Only some lines are wanted. Transcribe, exactly, the lines below from the line with "and the target" up to and including the line with "let first = examples.first().ok_or(GridError::EmptyDataset)?;".

AVAILABLE RECORDS ::
%%
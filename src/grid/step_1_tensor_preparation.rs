// External crates
use burn::data::dataloader::batcher::Batcher;
use burn::data::dataset::Dataset;
use burn::tensor::{backend::Backend, Tensor, TensorData};
use chrono::NaiveDate;
use log::{info, warn};
use polars::prelude::*;
use rand::rngs::StdRng;
use rand::seq::SliceRandom;
use rand::SeedableRng;
use std::collections::BTreeMap;

// Internal modules
use crate::constants::{DATE_COLUMN, DAY_SIN_COLUMN, FEATURES_PER_STEP, LOAD_COLUMN, MINUTE_SIN_COLUMN};
use crate::error::{GridError, GridResult};
use crate::util::file_utils::required_column;

/// One training pair cut from a contiguous slice of a single day
#[derive(Debug, Clone, PartialEq)]
pub struct WindowExample {
    pub date: NaiveDate,
    /// Position of the first reading inside its day
    pub offset: usize,
    pub values: Vec<f32>,
    pub day_sin: Vec<f32>,
    pub minute_sin: Vec<f32>,
    /// Reading immediately after the window
    pub next_value: f32,
}

impl WindowExample {
    pub fn window_size(&self) -> usize {
        self.values.len()
    }

    /// Per-step `(day_sin, minute_sin, load)` features, flattened row-major
    ///
    /// The day sine of the first step is replicated over the window; it is
    /// constant within a day anyway.
    pub fn combined_features(&self) -> Vec<f32> {
        let day_sin = self.day_sin.first().copied().unwrap_or_default();
        let mut combined = Vec::with_capacity(self.values.len() * FEATURES_PER_STEP);
        for (minute_sin, value) in self.minute_sin.iter().zip(&self.values) {
            combined.push(day_sin);
            combined.push(*minute_sin);
            combined.push(*value);
        }
        combined
    }
}

fn date_from_days(days_from_ce: i32) -> GridResult<NaiveDate> {
    NaiveDate::from_num_days_from_ce_opt(days_from_ce).ok_or_else(|| GridError::Timestamp {
        value: days_from_ce.to_string(),
        format: "days from the common era".to_string(),
    })
}

/// Creates sliding windows grouped by calendar day
///
/// For a day with `n > window_size` readings, offsets `0..n - window_size`
/// each produce one example: readings `[i, i + window_size)` as input and
/// reading `i + window_size` as the target. Days with `n <= window_size`
/// readings are skipped with a warning. An empty result is logged but not
/// an error here; [`GridDataset::new`] rejects it.
///
/// # Arguments
///
/// * `df` - Featurized table (see `add_sinusoidal_features`), sorted by timestamp
/// * `window_size` - Readings per input sequence
///
/// # Returns
///
/// Returns the examples in ascending date order, then ascending offset
pub fn create_daily_sliding_windows(
    df: &DataFrame,
    window_size: usize,
) -> GridResult<Vec<WindowExample>> {
    if window_size == 0 {
        return Err(GridError::InvalidConfig(
            "window size must be at least 1".to_string(),
        ));
    }

    let dates = required_column(df, DATE_COLUMN)?.i32()?;
    let loads = required_column(df, LOAD_COLUMN)?.f64()?;
    let day_sins = required_column(df, DAY_SIN_COLUMN)?.f64()?;
    let minute_sins = required_column(df, MINUTE_SIN_COLUMN)?.f64()?;

    // Group row indices by day; rows keep their timestamp order inside a group
    let mut daily_groups: BTreeMap<i32, Vec<usize>> = BTreeMap::new();
    for (row, date) in dates.into_iter().enumerate() {
        if let Some(date) = date {
            daily_groups.entry(date).or_default().push(row);
        }
    }

    let value_at = |column: &Float64Chunked, row: usize| column.get(row).unwrap_or(f64::NAN) as f32;

    let mut windows = Vec::new();
    for (days, rows) in &daily_groups {
        let date = date_from_days(*days)?;
        if rows.len() <= window_size {
            warn!(
                "The group for {} has too few records for the window size ({} <= {})",
                date,
                rows.len(),
                window_size
            );
            continue;
        }

        for offset in 0..rows.len() - window_size {
            let slice = &rows[offset..offset + window_size];
            windows.push(WindowExample {
                date,
                offset,
                values: slice.iter().map(|&row| value_at(loads, row)).collect(),
                day_sin: slice.iter().map(|&row| value_at(day_sins, row)).collect(),
                minute_sin: slice.iter().map(|&row| value_at(minute_sins, row)).collect(),
                next_value: value_at(loads, rows[offset + window_size]),
            });
        }
    }

    if windows.is_empty() {
        warn!("No sliding windows have been generated, check the size of your groups and the window");
    } else {
        info!(
            "Generated {} sliding windows from {} daily groups",
            windows.len(),
            daily_groups.len()
        );
    }

    Ok(windows)
}

/// A single dataset item: combined `(W x 3)` features and the target
#[derive(Debug, Clone, PartialEq)]
pub struct GridItem {
    pub window_stack: Vec<f32>,
    pub next_value: f32,
}

/// Indexed access to precomputed combined feature windows
#[derive(Debug, Clone)]
pub struct GridDataset {
    window_size: usize,
    combined_features: Vec<Vec<f32>>,
    next_values: Vec<f32>,
}

impl GridDataset {
    /// Eagerly stacks every example into its combined feature layout
    pub fn new(examples: &[WindowExample]) -> GridResult<Self> {
        let first = examples.first().ok_or(GridError::EmptyDataset)?;
        let window_size = first.window_size();
        if let Some(bad) = examples.iter().find(|example| example.window_size() != window_size) {
            return Err(GridError::InvalidConfig(format!(
                "mixed window sizes in dataset: {} and {}",
                window_size,
                bad.window_size()
            )));
        }

        Ok(Self {
            window_size,
            combined_features: examples.iter().map(WindowExample::combined_features).collect(),
            next_values: examples.iter().map(|example| example.next_value).collect(),
        })
    }

    pub fn window_size(&self) -> usize {
        self.window_size
    }

    pub fn targets(&self) -> &[f32] {
        &self.next_values
    }
}

impl Dataset<GridItem> for GridDataset {
    fn get(&self, index: usize) -> Option<GridItem> {
        Some(GridItem {
            window_stack: self.combined_features.get(index)?.clone(),
            next_value: *self.next_values.get(index)?,
        })
    }

    fn len(&self) -> usize {
        self.next_values.len()
    }
}

/// Seeded random train/test split of the window examples
///
/// The test side holds `ceil(n * test_ratio)` examples. Both sides must be
/// non-empty.
pub fn split_dataset(
    examples: Vec<WindowExample>,
    test_ratio: f64,
    seed: u64,
) -> GridResult<(Vec<WindowExample>, Vec<WindowExample>)> {
    if !(0.0..1.0).contains(&test_ratio) {
        return Err(GridError::InvalidConfig(format!(
            "test split must be in [0, 1), got {}",
            test_ratio
        )));
    }

    let total = examples.len();
    let test_size = (total as f64 * test_ratio).ceil() as usize;
    if test_size == 0 || test_size >= total {
        return Err(GridError::InsufficientData(format!(
            "cannot split {} windows with test ratio {}",
            total, test_ratio
        )));
    }

    let mut indices: Vec<usize> = (0..total).collect();
    let mut rng = StdRng::seed_from_u64(seed);
    indices.shuffle(&mut rng);
    let test_indices: std::collections::HashSet<usize> = indices[..test_size].iter().copied().collect();

    let (test, train): (Vec<_>, Vec<_>) = examples
        .into_iter()
        .enumerate()
        .partition(|(index, _)| test_indices.contains(index));

    info!("Data split: train windows: {}, test windows: {}", train.len(), test.len());
    Ok((
        train.into_iter().map(|(_, example)| example).collect(),
        test.into_iter().map(|(_, example)| example).collect(),
    ))
}

/// Batch of windows placed on the compute target
#[derive(Debug, Clone)]
pub struct GridBatch<B: Backend> {
    /// Shape [batch_size, window_size, 3]
    pub window_stack: Tensor<B, 3>,
    /// Shape [batch_size]
    pub next_value: Tensor<B, 1>,
}

/// Stacks [`GridItem`]s into tensors on a fixed device
#[derive(Debug, Clone)]
pub struct GridBatcher<B: Backend> {
    window_size: usize,
    device: B::Device,
}

impl<B: Backend> GridBatcher<B> {
    pub fn new(window_size: usize, device: B::Device) -> Self {
        Self { window_size, device }
    }
}

impl<B: Backend> Batcher<B, GridItem, GridBatch<B>> for GridBatcher<B> {
    fn batch(&self, items: Vec<GridItem>, _device: &B::Device) -> GridBatch<B> {
        let batch_size = items.len();
        let mut features = Vec::with_capacity(batch_size * self.window_size * FEATURES_PER_STEP);
        let mut targets = Vec::with_capacity(batch_size);
        for item in items {
            features.extend_from_slice(&item.window_stack);
            targets.push(item.next_value);
        }

        // Items always land on the configured compute target
        let window_stack = Tensor::<B, 3>::from_data(
            TensorData::new(features, [batch_size, self.window_size, FEATURES_PER_STEP]),
            &self.device,
        );
        let next_value = Tensor::<B, 1>::from_data(TensorData::new(targets, [batch_size]), &self.device);

        GridBatch {
            window_stack,
            next_value,
        }
    }
}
%%
EXERCISE RESULT ::
/// A single dataset item: combined `(W x 3)` features and the target
#[derive(Debug, Clone, PartialEq)]
pub struct GridItem {
    pub window_stack: Vec<f32>,
    pub next_value: f32,
}

/// Indexed access to precomputed combined feature windows
#[derive(Debug, Clone)]
pub struct GridDataset {
    window_size: usize,
    combined_features: Vec<Vec<f32>>,
    next_values: Vec<f32>,
}

impl GridDataset {
    /// Eagerly stacks every example into its combined feature layout
    pub fn new(examples: &[WindowExample]) -> GridResult<Self> {
        let first = examples.first().ok_or(GridError::EmptyDataset)?;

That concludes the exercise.